Each of these patterns has pros and cons, but a good rule of thumb is to pick the one with the loosest coupling that you can get away with. For example, if you selected #4 your Java app could crash without also taking down your PHP app.
I'd suggest before looking at specific libraries or technologies listed in the answers here that you pick the right pattern for you, then investigate your specific options.
I have tried PHP-Java bridge(php-java-bridge.sourceforge.net/pjb/) and it works quite well. Basically, we need to run a jar file (JavaBridge.jar) which listens on port(there are several options available like Local socket, 8080 port and so on). Your java class files must be availabe to the JavaBridge in the classpath. You need to include a file Java.inc in your php and you can access the Java classes.
Sure, there are lots of ways, but you said about the limited resource...
IMHO define your own lightweight RPC-like protocol and use sockets on TCP/IP to communicate. Actually in this case there's no need to use full advantages of RPC etc... You need only to define API for this particular case and implement it on both sides. In this case you can serialize your packets to quite small. You can even assign a kind of GUIDs to your remote methods and use them to save the traffic and speed-up your intercommunication.
The advantage of sockets usage is that your solution will be pretty scalable.
You could try the PHP/Java integration.
Also, if the communication is one-way (something like "sendmail for IM"), you could write out the PHP requests to a file and monitor that in your Java app.
I was also faced with this problem recently. The Resin solution above is actually a complete re-write of PHP in Java along the lines of JRuby, Jython and Rhino. It is called Quercus.
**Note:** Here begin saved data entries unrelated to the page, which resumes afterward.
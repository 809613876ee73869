use std::io::{IsTerminal, Write};

use clap::ValueEnum;
use comfy_table::{presets::UTF8_FULL, ContentArrangement, Table};
use meshannounce_neighbors::PeerId;
use serde::Serialize;

#[derive(Clone, Debug, Copy, ValueEnum)]
pub enum OutputFormat {
    Json,
    Table,
    Pretty,
    Raw,
}

impl OutputFormat {
    pub fn default_for_stdout() -> Self {
        if std::io::stdout().is_terminal() {
            Self::Table
        } else {
            Self::Json
        }
    }
}

#[derive(Serialize)]
pub struct EncodeOutput {
    pub neighbors: Vec<PeerId>,
    pub record_len: usize,
    pub record: String,
}

/// `neighbors` is `null` when no record was found and `[]` for an empty one.
#[derive(Serialize)]
pub struct DecodeOutput {
    pub found: bool,
    pub count: usize,
    pub neighbors: Option<Vec<PeerId>>,
}

#[derive(Serialize)]
pub struct RecordOutput {
    pub offset: usize,
    pub tag: u8,
    pub tag_name: &'static str,
    pub length: usize,
    pub wire_size: usize,
    pub value: String,
}

#[derive(Serialize)]
pub struct InspectOutput {
    pub payload_len: usize,
    pub records: Vec<RecordOutput>,
    pub truncated: bool,
    /// Offset of the record that ran past the end of the payload.
    pub truncated_at: Option<usize>,
}

pub fn print_encode(out: &EncodeOutput, raw: &[u8], format: OutputFormat) {
    match format {
        OutputFormat::Json => print_json(out),
        OutputFormat::Table => {
            let mut table = neighbor_table(&out.neighbors);
            table.add_row(vec!["RECORD".to_string(), out.record.clone()]);
            println!("{table}");
        }
        OutputFormat::Pretty => {
            println!(
                "neighbors={} size={} record={}",
                out.neighbors.len(),
                out.record_len,
                out.record
            );
        }
        OutputFormat::Raw => print_raw(raw),
    }
}

pub fn print_decode(out: &DecodeOutput, format: OutputFormat) {
    match format {
        OutputFormat::Json => print_json(out),
        OutputFormat::Table => match &out.neighbors {
            Some(ids) => println!("{}", neighbor_table(ids)),
            None => println!("no direct-neighbor record"),
        },
        OutputFormat::Pretty => match &out.neighbors {
            Some(ids) => {
                let list = ids
                    .iter()
                    .map(PeerId::to_hex)
                    .collect::<Vec<_>>()
                    .join(", ");
                println!("found=true count={} neighbors=[{}]", out.count, list);
            }
            None => println!("found=false"),
        },
        OutputFormat::Raw => {
            for id in out.neighbors.iter().flatten() {
                println!("{id}");
            }
        }
    }
}

pub fn print_inspect(out: &InspectOutput, format: OutputFormat) {
    match format {
        OutputFormat::Json => print_json(out),
        OutputFormat::Table => {
            let mut table = Table::new();
            table
                .load_preset(UTF8_FULL)
                .set_content_arrangement(ContentArrangement::Dynamic)
                .set_header(vec!["OFFSET", "TAG", "NAME", "LEN", "VALUE"]);
            for record in &out.records {
                table.add_row(vec![
                    record.offset.to_string(),
                    format!("{:#04x}", record.tag),
                    record.tag_name.to_string(),
                    record.length.to_string(),
                    record.value.clone(),
                ]);
            }
            println!("{table}");
            if let Some(offset) = out.truncated_at {
                println!("scan stopped at a truncated record (offset {offset})");
            }
        }
        OutputFormat::Pretty => {
            for record in &out.records {
                println!(
                    "offset={} tag={:#04x} ({}) len={} value={}",
                    record.offset, record.tag, record.tag_name, record.length, record.value
                );
            }
            println!("records={} truncated={}", out.records.len(), out.truncated);
        }
        OutputFormat::Raw => {
            for record in &out.records {
                println!("{:02x} {}", record.tag, record.value);
            }
        }
    }
}

pub fn print_raw(data: &[u8]) {
    let mut out = std::io::stdout();
    let _ = out.write_all(data);
    let _ = out.flush();
}

fn print_json<T: Serialize>(value: &T) {
    println!(
        "{}",
        serde_json::to_string(value).unwrap_or_else(|_| "{}".to_string())
    );
}

fn neighbor_table(ids: &[PeerId]) -> Table {
    let mut table = Table::new();
    table
        .load_preset(UTF8_FULL)
        .set_content_arrangement(ContentArrangement::Dynamic)
        .set_header(vec!["#", "PEER ID"]);
    for (index, id) in ids.iter().enumerate() {
        table.add_row(vec![index.to_string(), id.to_hex()]);
    }
    table
}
But I'm guessing for you as it was for me, tossing out your Apache/PHP setup isn't really an option.
And there are more problems with Quercus besides: the free version is GPL, which is tricky if you're developing commercial software (though not as tricky as Resin would like you to believe (but IANAL)) and on top of that the free version doesn't support compiling to byte code, so its basically an interpreter written in Java.
What I decided on in the end was to just exchange simple messages over HTTP. I used PHP's json_encode()/json_decode() and Java's json-lib to encode the messages in JSON (simple, text-based, good match for data model).
Another interesting and light-weight option would be to have Java generate PHP code and then use PHP include() directive to fetch that over HTTP and execute it. I haven't tried this though.
If its the actual HTTP calls you're concerned about (for performance), neither of these solutions will help there. All I can say is that I haven't had problems with the PHP and Java on the same LAN. My feeling is that it won't be a problem for the vast majority of applications as long as you keep your RPC calls fairly course-grained (which you really should do anyway).
Sorry, this is a bit of a quick answer but: i heard the Resin app server has support for integrating java and PHP.
They claim they can smash php and java together: http://www.caucho.com/resin-3.0/quercus/
I've used resin for serving J2ee applications, but not for its PHP support.
I'd be interested to hear of such adventures.
Why not use web service?
Make a Java layer and put a ws access(Axis, SpringWS, etc...) and the Php access the Java layer using one ws client.
I think it's simple and useful.
I've come across this page which introduces a means to link the two layers. However, it still requires a middle layer (TCP/IP). Moreover, other services may exploit the Java service as well because it accepts all incoming connections.